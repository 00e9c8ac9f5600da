//! Multi-species birth, death, and transition networks.
//!
//! Each species is one population counter. Channels are mass-action in
//! their source species:
//!
//! | Channel | Rate | Effect |
//! |---------|------|--------|
//! | [`BirthProcess`] | `n(s) × b` | `s += 1` |
//! | [`DeathProcess`] | `n(s) × d` | `s -= 1` |
//! | [`TransitionProcess`] | `n(src) × t` | `src -= 1`, `dst += 1` |
//!
//! [`SpeciesSystem`] precomputes a [`DependencyGraph`] so that an event
//! only invalidates the channels reading a species it touched.
//! Transitions conserve the total population; births and deaths do not.

use ctmc_core::{
    Event, PopulationId, PopulationSet, Populations, ProcessId, Rate, SimError,
};
use ctmc_process::{process_at, DependencyGraph, Dependents, Process, System};

// ── Processes ──────────────────────────────────────────────────────

/// Per-capita reproduction of one species.
#[derive(Clone, Debug)]
pub struct BirthProcess {
    id: ProcessId,
    species: PopulationId,
    unit_rate: Rate,
}

impl BirthProcess {
    /// Create a birth channel for `species`.
    pub fn new(id: ProcessId, species: PopulationId, unit_rate: Rate) -> Self {
        Self {
            id,
            species,
            unit_rate,
        }
    }
}

impl Process for BirthProcess {
    fn id(&self) -> ProcessId {
        self.id
    }

    fn name(&self) -> &str {
        "Birth"
    }

    fn reads(&self) -> PopulationSet {
        [self.species].into_iter().collect()
    }

    fn writes(&self) -> PopulationSet {
        [self.species].into_iter().collect()
    }

    fn rate(&self, populations: &Populations) -> Result<Rate, SimError> {
        Ok(Rate::per_capita(self.unit_rate, populations.get(self.species)?))
    }

    fn fire(&self, populations: &mut Populations) -> Result<(), SimError> {
        populations.increment(self.species)
    }
}

/// Per-capita death of one species.
#[derive(Clone, Debug)]
pub struct DeathProcess {
    id: ProcessId,
    species: PopulationId,
    unit_rate: Rate,
}

impl DeathProcess {
    /// Create a death channel for `species`.
    pub fn new(id: ProcessId, species: PopulationId, unit_rate: Rate) -> Self {
        Self {
            id,
            species,
            unit_rate,
        }
    }
}

impl Process for DeathProcess {
    fn id(&self) -> ProcessId {
        self.id
    }

    fn name(&self) -> &str {
        "Death"
    }

    fn reads(&self) -> PopulationSet {
        [self.species].into_iter().collect()
    }

    fn writes(&self) -> PopulationSet {
        [self.species].into_iter().collect()
    }

    fn rate(&self, populations: &Populations) -> Result<Rate, SimError> {
        Ok(Rate::per_capita(self.unit_rate, populations.get(self.species)?))
    }

    fn fire(&self, populations: &mut Populations) -> Result<(), SimError> {
        populations.decrement(self.species)
    }
}

/// Per-capita conversion of one species into another.
#[derive(Clone, Debug)]
pub struct TransitionProcess {
    id: ProcessId,
    source: PopulationId,
    destination: PopulationId,
    unit_rate: Rate,
}

impl TransitionProcess {
    /// Create a channel moving individuals from `source` to `destination`.
    pub fn new(
        id: ProcessId,
        source: PopulationId,
        destination: PopulationId,
        unit_rate: Rate,
    ) -> Self {
        Self {
            id,
            source,
            destination,
            unit_rate,
        }
    }
}

impl Process for TransitionProcess {
    fn id(&self) -> ProcessId {
        self.id
    }

    fn name(&self) -> &str {
        "Transition"
    }

    fn reads(&self) -> PopulationSet {
        [self.source].into_iter().collect()
    }

    fn writes(&self) -> PopulationSet {
        [self.source, self.destination].into_iter().collect()
    }

    fn rate(&self, populations: &Populations) -> Result<Rate, SimError> {
        Ok(Rate::per_capita(self.unit_rate, populations.get(self.source)?))
    }

    fn fire(&self, populations: &mut Populations) -> Result<(), SimError> {
        populations.transfer(self.source, self.destination)
    }
}

// ── System ─────────────────────────────────────────────────────────

/// A multi-species population network.
///
/// Constructed via [`SpeciesSystem::builder`].
pub struct SpeciesSystem {
    processes: Vec<Box<dyn Process>>,
    populations: Populations,
    graph: DependencyGraph,
    species_names: Vec<String>,
}

enum Channel {
    Birth(PopulationId, f64),
    Death(PopulationId, f64),
    Transition(PopulationId, PopulationId, f64),
}

/// Builder for [`SpeciesSystem`].
///
/// Species and channels are declared in order; channel `i` becomes
/// `ProcessId(i)`. Rate constants are validated in [`build`](Self::build).
#[derive(Default)]
pub struct SpeciesSystemBuilder {
    populations: Populations,
    species_names: Vec<String>,
    channels: Vec<Channel>,
}

impl SpeciesSystemBuilder {
    /// Declare a species with its initial population.
    ///
    /// Fails with `IndexOutOfRange` if the arena has no ids left.
    pub fn species(&mut self, name: &str, initial: u64) -> Result<PopulationId, SimError> {
        let id = self.populations.push(initial)?;
        self.species_names.push(name.to_string());
        Ok(id)
    }

    /// Add a birth channel; returns its process id.
    pub fn birth(&mut self, species: PopulationId, unit_rate: f64) -> ProcessId {
        self.push(Channel::Birth(species, unit_rate))
    }

    /// Add a death channel; returns its process id.
    pub fn death(&mut self, species: PopulationId, unit_rate: f64) -> ProcessId {
        self.push(Channel::Death(species, unit_rate))
    }

    /// Add a transition channel; returns its process id.
    pub fn transition(
        &mut self,
        source: PopulationId,
        destination: PopulationId,
        unit_rate: f64,
    ) -> ProcessId {
        self.push(Channel::Transition(source, destination, unit_rate))
    }

    fn push(&mut self, channel: Channel) -> ProcessId {
        let id = ProcessId(self.channels.len() as u32);
        self.channels.push(channel);
        id
    }

    /// Build the system, validating rates and population references.
    ///
    /// # Errors
    ///
    /// - `EmptyProcessList` if no channels were declared
    /// - `InvalidValue` if a rate constant is negative or not finite
    /// - `IndexOutOfRange` if a channel references an undeclared species
    pub fn build(self) -> Result<SpeciesSystem, SimError> {
        let mut processes: Vec<Box<dyn Process>> = Vec::with_capacity(self.channels.len());
        for (i, channel) in self.channels.into_iter().enumerate() {
            let id = ProcessId(i as u32);
            let process: Box<dyn Process> = match channel {
                Channel::Birth(s, k) => Box::new(BirthProcess::new(id, s, Rate::new(k)?)),
                Channel::Death(s, k) => Box::new(DeathProcess::new(id, s, Rate::new(k)?)),
                Channel::Transition(src, dst, k) => {
                    Box::new(TransitionProcess::new(id, src, dst, Rate::new(k)?))
                }
            };
            processes.push(process);
        }

        let graph = DependencyGraph::build(&processes, &self.populations)?;

        Ok(SpeciesSystem {
            processes,
            populations: self.populations,
            graph,
            species_names: self.species_names,
        })
    }
}

impl SpeciesSystem {
    /// Start declaring a new system.
    pub fn builder() -> SpeciesSystemBuilder {
        SpeciesSystemBuilder::default()
    }

    /// Current population of one species.
    pub fn population(&self, species: PopulationId) -> Result<u64, SimError> {
        self.populations.get(species)
    }

    /// Number of declared species.
    pub fn species_count(&self) -> usize {
        self.populations.len()
    }

    /// Name given to a species at declaration.
    pub fn species_name(&self, species: PopulationId) -> Option<&str> {
        self.species_names.get(species.index()).map(String::as_str)
    }

    /// Total individuals across all species.
    pub fn total_population(&self) -> u64 {
        self.populations.total()
    }

    /// The precomputed dependency tables.
    pub fn graph(&self) -> &DependencyGraph {
        &self.graph
    }
}

impl System for SpeciesSystem {
    fn name(&self) -> &str {
        "SpeciesSystem"
    }

    fn processes(&self) -> &[Box<dyn Process>] {
        &self.processes
    }

    fn populations(&self) -> &Populations {
        &self.populations
    }

    fn apply(&mut self, event: &Event) -> Result<Dependents, SimError> {
        let process = process_at(&self.processes, event.process())?;
        process.fire(&mut self.populations)?;
        let dependents = self.graph.dependents(event.process()).ok_or_else(|| {
            SimError::InvariantViolation {
                reason: format!("no dependency entry for process {}", event.process()),
            }
        })?;
        Ok(Dependents::from(dependents))
    }
}

#[cfg(test)]
mod tests {
    use super::*;
    use ctmc_core::SimTime;
    use proptest::prelude::*;

    struct Sir {
        system: SpeciesSystem,
        s: PopulationId,
        i: PopulationId,
        r: PopulationId,
        infect: ProcessId,
        recover: ProcessId,
        birth: ProcessId,
        death: ProcessId,
    }

    fn sir() -> Sir {
        let mut b = SpeciesSystem::builder();
        let s = b.species("S", 50).unwrap();
        let i = b.species("I", 10).unwrap();
        let r = b.species("R", 0).unwrap();
        let infect = b.transition(s, i, 0.3);
        let recover = b.transition(i, r, 0.1);
        let birth = b.birth(s, 0.02);
        let death = b.death(r, 0.01);
        Sir {
            system: b.build().unwrap(),
            s,
            i,
            r,
            infect,
            recover,
            birth,
            death,
        }
    }

    fn fire(system: &mut SpeciesSystem, id: ProcessId) -> Result<Dependents, SimError> {
        system.apply(&Event::new(id, SimTime::ZERO))
    }

    #[test]
    fn transition_moves_one_individual() {
        let mut m = sir();
        fire(&mut m.system, m.infect).unwrap();
        assert_eq!(m.system.population(m.s).unwrap(), 49);
        assert_eq!(m.system.population(m.i).unwrap(), 11);
        assert_eq!(m.system.total_population(), 60);
    }

    #[test]
    fn birth_and_death_change_totals() {
        let mut m = sir();
        fire(&mut m.system, m.birth).unwrap();
        assert_eq!(m.system.population(m.s).unwrap(), 51);
        fire(&mut m.system, m.recover).unwrap();
        fire(&mut m.system, m.death).unwrap();
        assert_eq!(m.system.population(m.r).unwrap(), 0);
        assert_eq!(m.system.total_population(), 60);
    }

    #[test]
    fn dependents_are_readers_of_touched_species() {
        let mut m = sir();
        // infect writes S and I: readers are infect, birth (S) and recover (I).
        let deps = fire(&mut m.system, m.infect).unwrap();
        for id in [m.infect, m.birth, m.recover] {
            assert!(deps.contains(id), "missing {id}");
        }
        assert!(!deps.contains(m.death));

        // death writes R: only death reads R.
        fire(&mut m.system, m.recover).unwrap();
        let deps = fire(&mut m.system, m.death).unwrap();
        assert_eq!(deps, Dependents::one(m.death));
    }

    #[test]
    fn death_of_empty_species_fails() {
        let mut m = sir();
        let err = fire(&mut m.system, m.death).unwrap_err();
        assert!(matches!(err, SimError::InvariantViolation { .. }));
    }

    #[test]
    fn species_names_kept() {
        let m = sir();
        assert_eq!(m.system.species_count(), 3);
        assert_eq!(m.system.species_name(m.i), Some("I"));
        assert_eq!(m.system.species_name(PopulationId(7)), None);
    }

    #[test]
    fn build_errors() {
        assert!(matches!(
            SpeciesSystem::builder().build(),
            Err(SimError::EmptyProcessList)
        ));

        let mut b = SpeciesSystem::builder();
        let a = b.species("A", 1).unwrap();
        b.birth(a, -0.5);
        assert!(matches!(b.build(), Err(SimError::InvalidValue(_))));

        let mut b = SpeciesSystem::builder();
        b.species("A", 1).unwrap();
        b.death(PopulationId(4), 1.0);
        assert!(matches!(
            b.build(),
            Err(SimError::IndexOutOfRange { what: "population", index: 4, .. })
        ));
    }

    proptest! {
        #[test]
        fn pure_transitions_conserve_total(
            start in prop::collection::vec(0u64..30, 3),
            picks in prop::collection::vec(0u32..3, 0..200),
        ) {
            let mut b = SpeciesSystem::builder();
            let ids: Vec<_> = start
                .iter()
                .enumerate()
                .map(|(n, &c)| b.species(&format!("X{n}"), c).unwrap())
                .collect();
            b.transition(ids[0], ids[1], 1.0);
            b.transition(ids[1], ids[2], 1.0);
            b.transition(ids[2], ids[0], 1.0);
            let mut system = b.build().unwrap();
            let total: u64 = start.iter().sum();

            for p in picks {
                let id = ProcessId(p);
                if system.rate(id).unwrap().is_zero() {
                    prop_assert!(fire(&mut system, id).is_err());
                } else {
                    fire(&mut system, id).unwrap();
                }
                prop_assert_eq!(system.total_population(), total);
            }
        }
    }
}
+ + + +
## [WORK ORDER]
If a line comes after the one containing "deaths do not.", leave it out; set down every line of the data before it, and that line itself, exactly.

## [RESPONSE AREA]
repository 00e9c8ac9f5600da
//! Multi-species birth, death, and transition networks.
//!
//! Each species is one population counter. Channels are mass-action in
//! their source species:
//!
//! | Channel | Rate | Effect |
//! |---------|------|--------|
//! | [`BirthProcess`] | `n(s) × b` | `s += 1` |
//! | [`DeathProcess`] | `n(s) × d` | `s -= 1` |
//! | [`TransitionProcess`] | `n(src) × t` | `src -= 1`, `dst += 1` |
//!
//! [`SpeciesSystem`] precomputes a [`DependencyGraph`] so that an event
//! only invalidates the channels reading a species it touched.
//! Transitions conserve the total population; births and deaths do not.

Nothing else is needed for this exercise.